All records below are to be set down exactly, each character intact.

── Data extract ──

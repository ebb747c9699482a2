//! Disease profile library
//!
//! The library is read-only reference data: an ordered list of disease
//! profiles, each holding a partial reference symptom vector and a treatment
//! text. It is injected into the pipeline at construction time rather than
//! held as module-level state, so tests and deployments can substitute their
//! own libraries.

use std::collections::BTreeMap;
use std::io::Read;

use serde::{Deserialize, Serialize};

use crate::error::AnalysisError;
use crate::features::symptoms::Symptom;

/// A single disease profile: reference symptom ratios plus treatment text
///
/// The reference vector is partial. Symptoms a profile does not list are
/// skipped during matching, not treated as zero, so a short profile is not
/// penalised for symptoms it never mentions.
#[derive(Debug, Clone, PartialEq, Serialize, Deserialize)]
pub struct DiseaseProfile {
    /// Disease name, unique within a library
    pub name: String,

    /// Reference symptom ratios, each in [0, 1]
    pub symptoms: BTreeMap<Symptom, f32>,

    /// Treatment text returned verbatim with a match
    pub treatment: String,
}

impl DiseaseProfile {
    /// Build a profile from an iterator of (symptom, reference ratio) pairs
    pub fn new(
        name: impl Into<String>,
        symptoms: impl IntoIterator<Item = (Symptom, f32)>,
        treatment: impl Into<String>,
    ) -> Self {
        Self {
            name: name.into(),
            symptoms: symptoms.into_iter().collect(),
            treatment: treatment.into(),
        }
    }
}

/// Ordered collection of disease profiles
///
/// Iteration order is insertion order, and that order is a documented part
/// of the matching contract: when two profiles tie on match error, the one
/// that appears first in the library wins.
#[derive(Debug, Clone, PartialEq, Serialize, Deserialize)]
#[serde(transparent)]
pub struct DiseaseLibrary {
    profiles: Vec<DiseaseProfile>,
}

impl DiseaseLibrary {
    /// Build a library from profiles, preserving their order
    pub fn new(profiles: Vec<DiseaseProfile>) -> Self {
        Self { profiles }
    }

    /// The built-in five-profile library
    ///
    /// `Healthy` is always present and listed first.
    pub fn builtin() -> Self {
        Self::new(vec![
            DiseaseProfile::new(
                "Healthy",
                [(Symptom::Green, 0.9)],
                "Leaf looks healthy. Continue the current care routine and monitor for changes.",
            ),
            DiseaseProfile::new(
                "Powdery Mildew",
                [(Symptom::WhiteDust, 0.6), (Symptom::Green, 0.4)],
                "White powdery patches suggest powdery mildew. Apply a sulfur-based fungicide and improve air circulation.",
            ),
            DiseaseProfile::new(
                "Early Blight",
                [(Symptom::BrownSpots, 0.3), (Symptom::Green, 0.5)],
                "Brown concentric lesions suggest early blight. Remove affected leaves and apply a copper-based fungicide.",
            ),
            DiseaseProfile::new(
                "Leaf Rust",
                [(Symptom::RustySpots, 0.35), (Symptom::Green, 0.5)],
                "Rust-coloured pustules suggest leaf rust. Remove infected foliage and avoid overhead watering.",
            ),
            DiseaseProfile::new(
                "Yellow Leaf Curl",
                [(Symptom::Yellowing, 0.4), (Symptom::Green, 0.45)],
                "Widespread yellowing suggests yellow leaf curl or a nutrient deficiency. Check for whiteflies and apply a balanced fertiliser.",
            ),
        ])
    }

    /// Load and validate a library from a JSON string
    ///
    /// The expected format is an array of profiles:
    ///
    /// ```json
    /// [
    ///   {
    ///     "name": "Healthy",
    ///     "symptoms": { "green": 0.9 },
    ///     "treatment": "Continue the current care routine."
    ///   }
    /// ]
    /// ```
    ///
    /// # Errors
    ///
    /// * `AnalysisError::InvalidLibrary` on malformed JSON, duplicate names,
    ///   or reference ratios outside [0, 1]
    /// * `AnalysisError::EmptyLibrary` if the array is empty
    pub fn from_json_str(json: &str) -> Result<Self, AnalysisError> {
        let library: Self = serde_json::from_str(json)
            .map_err(|e| AnalysisError::InvalidLibrary(e.to_string()))?;
        library.validate()?;
        Ok(library)
    }

    /// Load and validate a library from a JSON reader
    pub fn from_json_reader(reader: impl Read) -> Result<Self, AnalysisError> {
        let library: Self = serde_json::from_reader(reader)
            .map_err(|e| AnalysisError::InvalidLibrary(e.to_string()))?;
        library.validate()?;
        Ok(library)
    }

    /// Validate library invariants: non-empty, unique names, ratios in [0, 1]
    pub fn validate(&self) -> Result<(), AnalysisError> {
        if self.profiles.is_empty() {
            return Err(AnalysisError::EmptyLibrary);
        }

        let mut seen = std::collections::HashSet::new();
        for profile in &self.profiles {
            if !seen.insert(profile.name.as_str()) {
                return Err(AnalysisError::InvalidLibrary(format!(
                    "duplicate profile name '{}'",
                    profile.name
                )));
            }
            for (&symptom, &ratio) in &profile.symptoms {
                if !(0.0..=1.0).contains(&ratio) {
                    return Err(AnalysisError::InvalidLibrary(format!(
                        "profile '{}' has {} ratio {} outside [0, 1]",
                        profile.name,
                        symptom.key(),
                        ratio
                    )));
                }
            }
        }
        Ok(())
    }

    /// Profiles in library (tie-break) order
    pub fn profiles(&self) -> &[DiseaseProfile] {
        &self.profiles
    }

    /// Number of profiles
    pub fn len(&self) -> usize {
        self.profiles.len()
    }

    /// True if the library holds no profiles
    pub fn is_empty(&self) -> bool {
        self.profiles.is_empty()
    }
}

───

Answer area:
repository ebb747c9699482a2
//! Disease profile library
//!
//! The library is read-only reference data: an ordered list of disease
//! profiles, each holding a partial reference symptom vector and a treatment
//! text. It is injected into the pipeline at construction time rather than
//! held as module-level state, so tests and deployments can substitute their
//! own libraries.

use std::collections::BTreeMap;
use std::io::Read;

use serde::{Deserialize, Serialize};

use crate::error::AnalysisError;
use crate::features::symptoms::Symptom;

/// A single disease profile: reference symptom ratios plus treatment text
///
/// The reference vector is partial. Symptoms a profile does not list are
/// skipped during matching, not treated as zero, so a short profile is not
/// penalised for symptoms it never mentions.
#[derive(Debug, Clone, PartialEq, Serialize, Deserialize)]
pub struct DiseaseProfile {
    /// Disease name, unique within a library
    pub name: String,

    /// Reference symptom ratios, each in [0, 1]
    pub symptoms: BTreeMap<Symptom, f32>,

    /// Treatment text returned verbatim with a match
    pub treatment: String,
}

impl DiseaseProfile {
    /// Build a profile from an iterator of (symptom, reference ratio) pairs
    pub fn new(
        name: impl Into<String>,
        symptoms: impl IntoIterator<Item = (Symptom, f32)>,
        treatment: impl Into<String>,
    ) -> Self {
        Self {
            name: name.into(),
            symptoms: symptoms.into_iter().collect(),
            treatment: treatment.into(),
        }
    }
}

/// Ordered collection of disease profiles
///
/// Iteration order is insertion order, and that order is a documented part
/// of the matching contract: when two profiles tie on match error, the one
/// that appears first in the library wins.
#[derive(Debug, Clone, PartialEq, Serialize, Deserialize)]
#[serde(transparent)]
pub struct DiseaseLibrary {
    profiles: Vec<DiseaseProfile>,
}

impl DiseaseLibrary {
    /// Build a library from profiles, preserving their order
    pub fn new(profiles: Vec<DiseaseProfile>) -> Self {
        Self { profiles }
    }

    /// The built-in five-profile library
    ///
    /// `Healthy` is always present and listed first.
    pub fn builtin() -> Self {
        Self::new(vec![
            DiseaseProfile::new(
                "Healthy",
                [(Symptom::Green, 0.9)],
                "Leaf looks healthy. Continue the current care routine and monitor for changes.",
            ),
            DiseaseProfile::new(
                "Powdery Mildew",
                [(Symptom::WhiteDust, 0.6), (Symptom::Green, 0.4)],
                "White powdery patches suggest powdery mildew. Apply a sulfur-based fungicide and improve air circulation.",
            ),
            DiseaseProfile::new(
                "Early Blight",
                [(Symptom::BrownSpots, 0.3), (Symptom::Green, 0.5)],
                "Brown concentric lesions suggest early blight. Remove affected leaves and apply a copper-based fungicide.",
            ),
            DiseaseProfile::new(
                "Leaf Rust",
                [(Symptom::RustySpots, 0.35), (Symptom::Green, 0.5)],
                "Rust-coloured pustules suggest leaf rust. Remove infected foliage and avoid overhead watering.",
            ),
            DiseaseProfile::new(
                "Yellow Leaf Curl",
                [(Symptom::Yellowing, 0.4), (Symptom::Green, 0.45)],
                "Widespread yellowing suggests yellow leaf curl or a nutrient deficiency. Check for whiteflies and apply a balanced fertiliser.",
            ),
        ])
    }

    /// Load and validate a library from a JSON string
    ///
    /// The expected format is an array of profiles:
    ///
    /// ```json
    /// [
    ///   {
    ///     "name": "Healthy",
    ///     "symptoms": { "green": 0.9 },
    ///     "treatment": "Continue the current care routine."
    ///   }
    /// ]
    /// ```
    ///
    /// # Errors
    ///
    /// * `AnalysisError::InvalidLibrary` on malformed JSON, duplicate names,
    ///   or reference ratios outside [0, 1]
    /// * `AnalysisError::EmptyLibrary` if the array is empty
    pub fn from_json_str(json: &str) -> Result<Self, AnalysisError> {
        let library: Self = serde_json::from_str(json)
            .map_err(|e| AnalysisError::InvalidLibrary(e.to_string()))?;
        library.validate()?;
        Ok(library)
    }

    /// Load and validate a library from a JSON reader
    pub fn from_json_reader(reader: impl Read) -> Result<Self, AnalysisError> {
        let library: Self = serde_json::from_reader(reader)
            .map_err(|e| AnalysisError::InvalidLibrary(e.to_string()))?;
        library.validate()?;
        Ok(library)
    }

    /// Validate library invariants: non-empty, unique names, ratios in [0, 1]
    pub fn validate(&self) -> Result<(), AnalysisError> {
        if self.profiles.is_empty() {
            return Err(AnalysisError::EmptyLibrary);
        }

        let mut seen = std::collections::HashSet::new();
        for profile in &self.profiles {
            if !seen.insert(profile.name.as_str()) {
                return Err(AnalysisError::InvalidLibrary(format!(
                    "duplicate profile name '{}'",
                    profile.name
                )));
            }
            for (&symptom, &ratio) in &profile.symptoms {
                if !(0.0..=1.0).contains(&ratio) {
                    return Err(AnalysisError::InvalidLibrary(format!(
                        "profile '{}' has {} ratio {} outside [0, 1]",
                        profile.name,
                        symptom.key(),
                        ratio
                    )));
                }
            }
        }
        Ok(())
    }

    /// Profiles in library (tie-break) order
    pub fn profiles(&self) -> &[DiseaseProfile] {
        &self.profiles
    }

    /// Number of profiles
    pub fn len(&self) -> usize {
        self.profiles.len()
    }

    /// True if the library holds no profiles
    pub fn is_empty(&self) -> bool {
        self.profiles.is_empty()
    }
}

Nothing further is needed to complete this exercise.